Millions of people have had to cancel their 2020 travel plans due to the coronavirus crisis.
Fuelled by virus fears while being urged to stay home – most people are avoiding any kind of travel which has further dampened the demand for air transportation, hotels and other tourism-related services.
Over in ASEAN member state Malaysia, it’s no different.
According to the country’s prime minister, Muhyiddin Yassin, COVID-19 has hit the nation’s tourism sector hard, with an expected loss of RM3.37 billion (US$789.6 million) within the first two months of 2020.
“Tour packages are cancelled and this affects those who work with airlines and hotels. The estimated total loss in the tourism sector from January to February 2020 was RM3.37 billion (US$789.6 million). The government estimates Malaysia’s gross domestic product (GDP) decreased by 0.8 percent to 1.2 percent, a decrease of RM10.8 billion (US$2.5 billion) to RM17.3 billion (US$4 billion),’’ said the premier.
2020 was supposed to be a big year for Malaysia’s tourism industry. The Southeast Asian country had major plans for its ‘Visit Malaysia 2020’ campaign. According to Tourism Malaysia, the country greeted more than 26 million international visitors last year and was expecting some 30 million tourists this year, projecting tourism-related revenue to hit US$21.5 billion. Unfortunately, the COVID-19 pandemic has severely affected the sector among other industries. Paired with the country’s partial lockdown as a preventive measure to contain the virus, known locally as the Movement Control Order (MCO) – travel-related services are struggling to survive.
News of shuttered hotels in Malaysia amid the crisis have headlined local media. From budget hotels to five-star hotels – many have ceased operations citing the COVID-19 crisis as the main reason. This has resulted in huge job losses in the industry.
CEO of the Malaysian Association of Hotels (MAH) Yap Lip Seng told local media that the country will see up to 30 percent of hotels closing down either temporarily or permanently, with many of them to be up for sale. Yap also said that some hotel operators have indicated that they would remain closed till the end of 2020, while some said they would only resume operations after a COVID-19 vaccine is made available.
Although the hotel business is listed as an ‘essential service’ and allowed to operate during the country’s MCO, there are restrictions imposed on hotels, including receiving new and domestic guests. Other than that, as there “aren’t any international guests arriving”, it is difficult for “hoteliers to keep their workers gainfully employed,” said Jason Chong, CEO and co-founder of hospitality investment firm, Cornerstone Partners Group (CPG) to the media.

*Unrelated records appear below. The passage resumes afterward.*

use crate::configuration::{DeliveryStrategy, Settings};
use crate::dispatch::{
    ConfiguredDispatcher, Dispatcher, HiddenFramePost, InitError, RelayPost, TemplatedMessageApi,
    TimeoutDispatcher,
};
use crate::http::HttpClient;
use crate::workflow::ContactWorkflow;
use anyhow::Result;
use std::sync::Arc;

pub type Workflow = ContactWorkflow<TimeoutDispatcher<ConfiguredDispatcher>>;

/// Build the strategy selected by `settings`, wrapped in the uniform timeout.
///
/// This is the one place the templated API's public key is initialized. A
/// missing key only disables that integration.
pub fn build_dispatcher(
    settings: &Settings,
    client: HttpClient,
) -> TimeoutDispatcher<ConfiguredDispatcher> {
    let dispatcher = match settings.delivery.strategy {
        DeliveryStrategy::RelayPost => ConfiguredDispatcher::RelayPost(RelayPost::new(
            client,
            Arc::new(settings.relay.relay_config()),
        )),
        DeliveryStrategy::HiddenFrame => ConfiguredDispatcher::HiddenFrame(HiddenFramePost::new(
            client,
            Arc::new(settings.relay.relay_config()),
            settings.relay.cleanup_delay(),
        )),
        DeliveryStrategy::TemplatedApi => {
            let api = TemplatedMessageApi::new(client, Arc::new(settings.templated.api_config()));
            match api.init(settings.templated.public_key.clone()) {
                Ok(()) => {}
                Err(InitError::MissingPublicKey) => tracing::warn!(
                    "No templated API public key configured, messages will not be delivered."
                ),
                Err(error) => tracing::warn!(%error, "Templated API initialization skipped."),
            }
            ConfiguredDispatcher::TemplatedApi(api)
        }
    };
    if matches!(
        settings.delivery.strategy,
        DeliveryStrategy::RelayPost | DeliveryStrategy::HiddenFrame
    ) && !settings.relay.has_mailbox()
    {
        tracing::warn!("No relay mailbox configured, messages will not be delivered.");
    }
    tracing::info!(
        strategy = dispatcher.strategy(),
        timeout_ms = settings.delivery.timeout_ms,
        "Contact delivery configured."
    );
    TimeoutDispatcher::new(dispatcher, settings.delivery.timeout())
}

pub fn build_workflow(settings: &Settings) -> Result<Workflow> {
    let client = HttpClient::new()?;
    Ok(ContactWorkflow::new(
        build_dispatcher(settings, client),
        settings.workflow.options(),
    ))
}

#[cfg(test)]
mod tests {
    use super::build_workflow;
    use crate::configuration::{DeliveryStrategy, Settings};
    use crate::contact::Field;
    use crate::dispatch::{ConfiguredDispatcher, DispatchError, Dispatcher};
    use crate::workflow::SubmitOutcome;
    use claims::assert_matches;

    #[tokio::test]
    async fn templated_strategy_without_key_fails_softly() {
        let mut settings = Settings::default();
        settings.delivery.strategy = DeliveryStrategy::TemplatedApi;
        let mut workflow = build_workflow(&settings).unwrap();
        assert_matches!(
            workflow.dispatcher().inner(),
            ConfiguredDispatcher::TemplatedApi(api) if !api.is_ready()
        );

        workflow.set_field(Field::Name, "Jane Doe");
        workflow.set_field(Field::Email, "jane@example.com");
        workflow.set_field(Field::Subject, "Project Inquiry");
        workflow.set_field(Field::Message, "I would like a quote.");

        assert_eq!(
            workflow.submit().await,
            SubmitOutcome::Failed(DispatchError::NotConfigured)
        );
    }

    #[tokio::test]
    async fn relay_strategy_is_the_default() {
        let workflow = build_workflow(&Settings::default()).unwrap();
        assert_eq!(workflow.dispatcher().strategy(), "relay_post");
    }
}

Theme Park Capital Of Southeast Asia
Another business that has taken a brutal beating in the light of the pandemic in Malaysia is amusement centres.

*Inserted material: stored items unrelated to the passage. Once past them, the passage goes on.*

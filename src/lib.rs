pub mod censoredstring;
pub mod configuration;
pub mod contact;
pub mod dispatch;
pub mod http;
pub mod startup;
pub mod telemetry;
pub mod workflow;
use crate::censoredstring::CensoredString;
use crate::contact::ContactSubmission;
use crate::dispatch::{Delivery, DispatchError, Dispatcher};
use crate::http::HttpClient;
use serde::Serialize;
use std::sync::{Arc, OnceLock};
use time::format_description::well_known::Rfc3339;
use tracing::Instrument;
use url::Url;

pub const TEMPLATED_API_ENDPOINT: &str = "https://api.emailjs.com/api/v1.0/email/send";

#[derive(Debug, Clone)]
pub struct TemplatedApiConfig {
    pub endpoint: Url,
    pub service_id: String,
    pub template_id: String,
}

#[derive(Debug, PartialEq, Eq, thiserror::Error)]
pub enum InitError {
    #[error("No public key configured, templated delivery is disabled")]
    MissingPublicKey,
    #[error("Templated delivery was already initialized")]
    AlreadyInitialized,
}

#[derive(Serialize)]
struct SendRequest<'a> {
    service_id: &'a str,
    template_id: &'a str,
    user_id: &'a str,
    template_params: TemplateParams<'a>,
}

#[derive(Serialize)]
struct TemplateParams<'a> {
    from_name: &'a str,
    from_email: &'a str,
    reply_to: &'a str,
    #[serde(skip_serializing_if = "Option::is_none")]
    phone: Option<&'a str>,
    #[serde(skip_serializing_if = "Option::is_none")]
    subject: Option<&'a str>,
    #[serde(skip_serializing_if = "Option::is_none")]
    message: Option<&'a str>,
    sent_at: String,
}

/// Sends through a transactional-message API by filling a registered template.
///
/// The API refuses calls that don't carry the site's public key, so
/// [`TemplatedMessageApi::init`] must run once before the first dispatch.
#[derive(Debug)]
pub struct TemplatedMessageApi {
    client: HttpClient,
    config: Arc<TemplatedApiConfig>,
    public_key: OnceLock<CensoredString>,
}

impl TemplatedMessageApi {
    pub fn new(client: HttpClient, config: Arc<TemplatedApiConfig>) -> Self {
        Self {
            client,
            config,
            public_key: OnceLock::new(),
        }
    }

    /// Store the public key. Only the first successful call has an effect.
    pub fn init(&self, public_key: Option<CensoredString>) -> Result<(), InitError> {
        let public_key = public_key
            .filter(|key| !key.is_blank())
            .ok_or(InitError::MissingPublicKey)?;
        self.public_key
            .set(public_key)
            .map_err(|_| InitError::AlreadyInitialized)?;
        tracing::info!(
            service_id = %self.config.service_id,
            template_id = %self.config.template_id,
            "Templated delivery initialized."
        );
        Ok(())
    }

    pub fn is_ready(&self) -> bool {
        self.public_key.get().is_some()
    }
}

impl Dispatcher for TemplatedMessageApi {
    fn strategy(&self) -> &'static str {
        "templated_api"
    }

    async fn dispatch(&self, submission: &ContactSubmission) -> Result<Delivery, DispatchError> {
        let Some(public_key) = self.public_key.get() else {
            tracing::warn!("Templated delivery used before initialization.");
            return Err(DispatchError::NotConfigured);
        };
        let span = tracing::info_span!(
            "templated_api",
            attempt = %submission.id,
            template_id = %self.config.template_id
        );
        async move {
            let request = SendRequest {
                service_id: &self.config.service_id,
                template_id: &self.config.template_id,
                user_id: public_key.expose(),
                template_params: TemplateParams {
                    from_name: submission.name.as_ref(),
                    from_email: submission.email.as_ref(),
                    reply_to: submission.email.as_ref(),
                    phone: submission.phone.as_ref().map(AsRef::as_ref),
                    subject: submission.subject.as_ref().map(AsRef::as_ref),
                    message: submission.message.as_ref().map(AsRef::as_ref),
                    sent_at: submission
                        .captured_at
                        .format(&Rfc3339)
                        .unwrap_or_default(),
                },
            };
            let response = self
                .client
                .post(self.config.endpoint.clone())
                .json(&request)
                .send()
                .await?;
            let status = response.status();
            if status.is_success() {
                tracing::info!("Templated message accepted.");
                return Ok(Delivery::Confirmed);
            }
            let text = response.text().await.unwrap_or_default();
            let text = text.trim();
            // Gateways and outages answer without provider text.
            if status.is_server_error() || text.is_empty() {
                tracing::warn!(%status, %text, "Templated API unavailable.");
                return Err(DispatchError::Transport(format!(
                    "templated API answered {}",
                    status
                )));
            }
            tracing::warn!(%status, %text, "Templated message refused.");
            Err(DispatchError::rejection(format!(
                "{} (status {})",
                text,
                status.as_u16()
            )))
        }
        .instrument(span)
        .await
    }
}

Malaysia has become somewhat of a theme park capital in Southeast Asia in recent years, with over 20 amusement centres and water parks operated in the country. Some of the popular ones include Sunway Lagoon located on the outskirts of capital city, Kuala Lumpur, Lost World of Tambun in the northwest state of Perak and LegoLand in the southern state of Johor.
However, Malaysian Association of Amusement Theme Park and Family Attractions (MAATFA) president Richard Koh told the media that visitors in January dropped 38 percent, and that in the first 20 days of February, it plunged by 80 percent. He believes it will take between six and nine months for all categories of attractions to recover.
For Malaysia’s famous Genting Highlands – a destination typically associated with leisure and hospitality activities – it has been described as “like a ghost town” amid the pandemic, by a motor mechanic who has gone up to the hilltop casino-resort a few times since the MCO was imposed. It was reported that Genting Highlands which also serves as headquarters for the Genting Group with theme parks and Malaysia’s only casino, has been shut since mid-March.
According to local media, Genting Malaysia reported a net loss of RM417.95 million (US$97.9 million) in the first quarter ended 31 March, compared to a net profit of RM268.28 million (US$62.8 million) for the corresponding quarter in 2019.
The country’s ‘Visit Malaysia 2020’ campaign was unfortunately cancelled in March due to the devastating impact of the COVID-19 outbreak on the local and international tourism sectors. The tourism industry in Malaysia is expected to gradually recover at the end of the year and perhaps stabilise by June 2021.